Clinton testified in support of congressional approval of the Law of the Sea Convention, which would strengthen US ability to support countries that oppose Chinese claims to certain islands in the area. On 29 May 2012, Chinese Foreign Ministry expressed concern over this development, stating that “non-claimant Association of South East Asian Nations countries and countries outside the region (USA) have adopted a position of not getting involved into territorial disputes. In July 2012, the US Senate passed resolution 524, initially sponsored by Senator John Kerry, stating the United States’ strong support for the 2002 declaration of conduct of parties in the South China Sea, reaffirms the US commitment to assist the nations of Southeast Asia to remain strong and independent, and supports enhanced operations by the USA armed forces in the Western Pacific. USA resents the Chinese domination in the region and wants India and many others to back it.
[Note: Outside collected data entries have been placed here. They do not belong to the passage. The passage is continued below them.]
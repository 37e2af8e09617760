//! System-on-Chip construction and top-level `System` type.
//!
//! This module builds the simulated board from configuration. It performs:
//! 1. **Address map setup:** Creates the physical address space router.
//! 2. **Device registration:** Maps RAM (owned by the router) plus the serial port and the
//!    LED/knob controller (shared with the host so it can inspect and drive them).
//! 3. **Interrupt wiring:** Connects the serial port's lines to one `InterruptController`.

use tracing::info;

use crate::common::constants::{RAM_LAST, RAM_START, SERIAL_PORT_SIZE, SPI_LED_SIZE};
use crate::common::{Address, SimError};
use crate::config::MachineConfig;
use crate::soc::devices::{Backend, SerialHost, SerialPort, SharedBackend, SpiLed};
use crate::soc::interconnect::PhysAddrSpace;
use crate::soc::interrupt::InterruptController;
use crate::soc::memory::Memory;

/// Top-level board: the address space plus host handles to its peripherals.
#[derive(Debug)]
pub struct System {
    /// Physical address space router.
    pub bus: PhysAddrSpace,
    /// Pending-interrupt bitmap shared with the peripherals.
    pub interrupts: InterruptController,
    /// Host handle to the serial port.
    pub serial_port: SharedBackend,
    /// Host handle to the LED/knob controller.
    pub spi_led: SharedBackend,
}

impl System {
    /// Builds the board described by `config`.
    ///
    /// # Arguments
    ///
    /// * `config` - Machine configuration (peripheral base addresses).
    /// * `serial_host` - Byte source and sink for the serial port.
    ///
    /// # Returns
    ///
    /// The assembled system, or an error if a peripheral window overlaps another mapping.
    pub fn new(config: &MachineConfig, serial_host: Box<dyn SerialHost>) -> Result<Self, SimError> {
        let mut bus = PhysAddrSpace::new();
        let interrupts = InterruptController::new();

        let _ = bus.insert_owned(Memory::new(), Address::new(RAM_START), Address::new(RAM_LAST))?;

        let serial_port =
            Backend::from(SerialPort::new(serial_host, interrupts.clone())).shared();
        let base = Address::new(config.serial_port_base);
        let _ = bus.insert_shared(&serial_port, base, base + (SERIAL_PORT_SIZE - 1))?;

        let spi_led = Backend::from(SpiLed::new()).shared();
        let base = Address::new(config.spi_led_base);
        let _ = bus.insert_shared(&spi_led, base, base + (SPI_LED_SIZE - 1))?;

        info!(ranges = bus.range_count(), "system assembled");
        Ok(Self {
            bus,
            interrupts,
            serial_port,
            spi_led,
        })
    }
}
use mipsim_core::common::Address;
use mipsim_core::isa::asm;

/// Builds a program image one instruction at a time.
///
/// Each line is assembled at the address it will be loaded to, so branch and
/// jump targets can be written as absolute addresses.
#[derive(Debug)]
pub struct ProgramBuilder {
    base: u64,
    words: Vec<u32>,
}

impl ProgramBuilder {
    pub fn new(base: u64) -> Self {
        Self {
            base,
            words: Vec::new(),
        }
    }

    /// Address the next instruction will be placed at.
    pub fn next_pc(&self) -> u64 {
        self.base + (self.words.len() as u64) * 4
    }

    /// Address of the instruction at `index`.
    pub fn pc_of(&self, index: usize) -> u64 {
        self.base + (index as u64) * 4
    }

    pub fn asm(mut self, line: &str) -> Self {
        let pc = Address::new(self.next_pc());
        let word = asm::parse(line, pc).unwrap_or_else(|e| panic!("bad test asm `{line}`: {e}"));
        self.words.push(word);
        self
    }

    pub fn lines(self, lines: &[&str]) -> Self {
        lines.iter().fold(self, |b, line| b.asm(line))
    }

    pub fn word(mut self, word: u32) -> Self {
        self.words.push(word);
        self
    }

    pub fn nops(mut self, count: usize) -> Self {
        self.words.extend(std::iter::repeat_n(0, count));
        self
    }

    pub fn words(&self) -> &[u32] {
        &self.words
    }

    /// Big-endian byte image.
    pub fn bytes(&self) -> Vec<u8> {
        self.words.iter().flat_map(|w| w.to_be_bytes()).collect()
    }
}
In 2014, the USA responded to China’s claims over the fishing grounds of other nations by saying that “China has not offered any explanation or basis under international law for these extensive maritime claims. The Chinese Foreign Ministry asked the United States to maintain a neutral position on the issue. In 2014 and 2015, the United States continued freedom of navigation operations, including in the South China Sea. Sources closer to Pentagon have also said that the US administration is planning to deploy some naval assets within the 12 nautical miles of the Spratly Islands. In response to this announcement, Beijing issued a strict warning and said that it would not allow any country to violate China’s territorial waters in the name of “Freedom of Navigation”.

On 27 October 2015, a US destroyer USS Lassen navigated within 12 nautical miles reclaimed land in the Subi Reef as the first in a series of “Freedom of Navigation Operation”. This is the first time since 2012 that the USA has directly challenged. On 8–9 November 2015, two US B-52 strategic bombers flew near artificial Chinese-built islands in the area of the Spratly Islands and were contacted by Chinese ground controllers but continued their mission undeterred.
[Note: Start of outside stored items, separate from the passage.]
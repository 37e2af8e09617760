//! Physical address space router tests.
//!
//! Covers range registration (overlap and empty-range rejection), dispatch
//! with backend-relative offsets, unmapped behaviour, owned versus borrowed
//! removal, and the external change notification path.

use std::sync::{Arc, Mutex};

use mipsim_core::common::{Address, AddressSpaceError};
use mipsim_core::soc::devices::{Backend, SpiLed};
use mipsim_core::soc::interconnect::RangeBackend;
use mipsim_core::soc::memory::Memory;
use mipsim_core::soc::traits::LocationStatus;
use mipsim_core::soc::{MemoryAccess, PhysAddrSpace};
use proptest::prelude::*;

fn a(v: u64) -> Address {
    Address::new(v)
}

fn with_backend<R>(handle: &Arc<Mutex<Backend>>, f: impl FnOnce(&mut Backend) -> R) -> R {
    f(&mut handle.lock().unwrap())
}

// ══════════════════════════════════════════════════════════
// Registration
// ══════════════════════════════════════════════════════════

#[test]
fn overlapping_range_is_rejected_without_side_effects() {
    let mut bus = PhysAddrSpace::new();
    let _ = bus.insert_owned(Memory::new(), a(0x1000), a(0x1fff)).unwrap();
    assert_eq!(
        bus.insert_owned(Memory::new(), a(0x1800), a(0x27ff)),
        Err(AddressSpaceError::Overlap {
            start: a(0x1800),
            last: a(0x27ff),
        })
    );
    assert!(bus.insert_owned(Memory::new(), a(0x0), a(0x1000)).is_err());
    assert_eq!(bus.range_count(), 1);

    // Adjacent ranges are fine.
    assert!(bus.insert_owned(Memory::new(), a(0x2000), a(0x2fff)).is_ok());
    assert!(bus.insert_owned(Memory::new(), a(0x0), a(0xfff)).is_ok());
    let starts: Vec<u64> = bus.ranges().map(|(_, start, _)| start.val()).collect();
    assert_eq!(starts, vec![0x0, 0x1000, 0x2000]);
}

#[test]
fn empty_range_is_rejected() {
    let mut bus = PhysAddrSpace::new();
    assert!(matches!(
        bus.insert_owned(Memory::new(), a(0x10), a(0xf)),
        Err(AddressSpaceError::InvalidRange { .. })
    ));
}

#[test]
fn single_byte_range() {
    let mut bus = PhysAddrSpace::new();
    let id = bus.insert_owned(Memory::new(), a(0x40), a(0x40)).unwrap();
    assert_eq!(bus.backend_at(a(0x40)), Some(id));
    assert_eq!(bus.backend_at(a(0x41)), None);
}

// ══════════════════════════════════════════════════════════
// Dispatch
// ══════════════════════════════════════════════════════════

#[test]
fn accesses_reach_backend_at_relative_offset() {
    let mut bus = PhysAddrSpace::new();
    let low = Backend::from(Memory::new()).shared();
    let high = Backend::from(Memory::new()).shared();
    let _ = bus.insert_shared(&low, a(0x0), a(0xffff)).unwrap();
    let _ = bus.insert_shared(&high, a(0x1_0000), a(0x1_ffff)).unwrap();

    assert!(bus.write_word(a(0x1_0008), 0x55));
    assert_eq!(with_backend(&high, |b| b.read_word(a(0x8), false)), 0x55);
    assert_eq!(with_backend(&low, |b| b.read_word(a(0x8), false)), 0);
    assert_eq!(bus.read_word(a(0x1_0008), false), 0x55);
    assert_eq!(bus.change_counter(), 1);
}

#[test]
fn unmapped_addresses_read_zero_and_drop_writes() {
    let mut bus = PhysAddrSpace::new();
    let _ = bus.insert_owned(Memory::new(), a(0x0), a(0xfff)).unwrap();
    assert_eq!(bus.read_word(a(0x2000), false), 0);
    assert!(!bus.write_word(a(0x2000), 1));
    assert_eq!(bus.location_status(a(0x2000)), LocationStatus::Illegal);
    assert_eq!(bus.location_status(a(0x0)), LocationStatus::None);
    assert_eq!(bus.change_counter(), 0);
}

#[test]
fn device_status_is_translated() {
    let mut bus = PhysAddrSpace::new();
    let _ = bus.insert_owned(SpiLed::new(), a(0x100), a(0x1ff)).unwrap();
    assert_eq!(bus.location_status(a(0x124)), LocationStatus::ReadOnly);
    assert_eq!(bus.location_status(a(0x104)), LocationStatus::None);
    assert_eq!(bus.location_status(a(0x1f0)), LocationStatus::Illegal);
}

// ══════════════════════════════════════════════════════════
// Removal
// ══════════════════════════════════════════════════════════

#[test]
fn removing_owned_range_unmaps_it() {
    let mut bus = PhysAddrSpace::new();
    let id = bus.insert_owned(Memory::new(), a(0x0), a(0xfff)).unwrap();
    let _ = bus.write_word(a(0x10), 9);
    assert!(bus.remove_range(id));
    assert!(!bus.remove_range(id));
    assert_eq!(bus.read_word(a(0x10), false), 0);
    assert_eq!(bus.range_count(), 0);
}

#[test]
fn removing_borrowed_range_keeps_backend_alive() {
    let mut bus = PhysAddrSpace::new();
    let ram = Backend::from(Memory::new()).shared();
    let id = bus.insert_shared(&ram, a(0x0), a(0xfff)).unwrap();
    let _ = bus.write_word(a(0x10), 9);
    assert_eq!(Arc::strong_count(&ram), 2);

    assert!(bus.remove_range(id));
    assert_eq!(Arc::strong_count(&ram), 1);
    assert_eq!(with_backend(&ram, |b| b.read_word(a(0x10), false)), 9);
}

#[test]
fn clean_range_removes_ranges_starting_inside() {
    let mut bus = PhysAddrSpace::new();
    let _ = bus.insert_owned(Memory::new(), a(0x0), a(0xfff)).unwrap();
    let _ = bus.insert_owned(Memory::new(), a(0x1000), a(0x1fff)).unwrap();
    let kept = bus.insert_owned(Memory::new(), a(0x2000), a(0x2fff)).unwrap();
    bus.clean_range(a(0x0), a(0x1fff));
    let ids: Vec<_> = bus.ranges().map(|(id, _, _)| id).collect();
    assert_eq!(ids, vec![kept]);
}

// ══════════════════════════════════════════════════════════
// External changes
// ══════════════════════════════════════════════════════════

#[test]
fn host_changes_reach_subscribers_with_absolute_addresses() {
    let mut bus = PhysAddrSpace::new();
    let led = Backend::from(SpiLed::new()).shared();
    let _ = bus.insert_shared(&led, a(0xffff_c100), a(0xffff_c1ff)).unwrap();

    let seen = Arc::new(Mutex::new(Vec::new()));
    let sink = Arc::clone(&seen);
    bus.subscribe(Box::new(move |start, last| {
        sink.lock().unwrap().push((start.val(), last.val()));
    }));

    with_backend(&led, |b| match b {
        Backend::SpiLed(dev) => dev.red_knob_update(0x40),
        _ => unreachable!(),
    });
    assert_eq!(bus.poll_external_changes(), 1);
    assert_eq!(*seen.lock().unwrap(), vec![(0xffff_c124, 0xffff_c127)]);
    assert_eq!(bus.change_counter(), 1);

    // Drained: nothing new on the next poll.
    assert_eq!(bus.poll_external_changes(), 0);
}

proptest! {
    #[test]
    fn second_range_is_accepted_iff_disjoint(
        s1 in 0u64..0x1000, len1 in 0u64..0x100,
        s2 in 0u64..0x1000, len2 in 0u64..0x100,
    ) {
        let (l1, l2) = (s1 + len1, s2 + len2);
        let mut bus = PhysAddrSpace::new();
        let first = bus.insert_owned(Memory::new(), a(s1), a(l1)).unwrap();
        let disjoint = l1 < s2 || l2 < s1;
        let second = bus.insert_owned(Memory::new(), a(s2), a(l2));
        prop_assert_eq!(second.is_ok(), disjoint);
        prop_assert_eq!(bus.backend_at(a(s1)), Some(first));
        prop_assert_eq!(bus.backend_at(a(l1)), Some(first));
        if let Ok(id) = second {
            prop_assert_eq!(bus.backend_at(a(s2)), Some(id));
            prop_assert_eq!(bus.range_count(), 2);
        } else {
            prop_assert_eq!(bus.range_count(), 1);
        }
    }
}

#[test]
fn owned_variant_is_constructible_directly() {
    let mut bus = PhysAddrSpace::new();
    let backend = RangeBackend::Owned(Box::new(Backend::from(Memory::new())));
    let id = bus.insert_range(backend, a(0x0), a(0xff)).unwrap();
    assert_eq!(bus.backend_at(a(0x80)), Some(id));
}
China is deeply concerned about Indian naval presence and oil exploration effort in the region with tricky US backing.

On 22 July 2011, the INS Airavat, an Indian amphibious assault vessel on a visit to Vietnam, was reportedly contacted 45 nautical miles from the Vietnamese coast in the disputed South China Sea by a party identifying itself as the Chinese Navy and stating that the ship was entering Chinese waters. But the INS Airavat proceeded on its onward journey as scheduled. India seeks freedom of navigation in international waters, including in the South China Sea, and the right of passage in accordance with accepted principles of international law.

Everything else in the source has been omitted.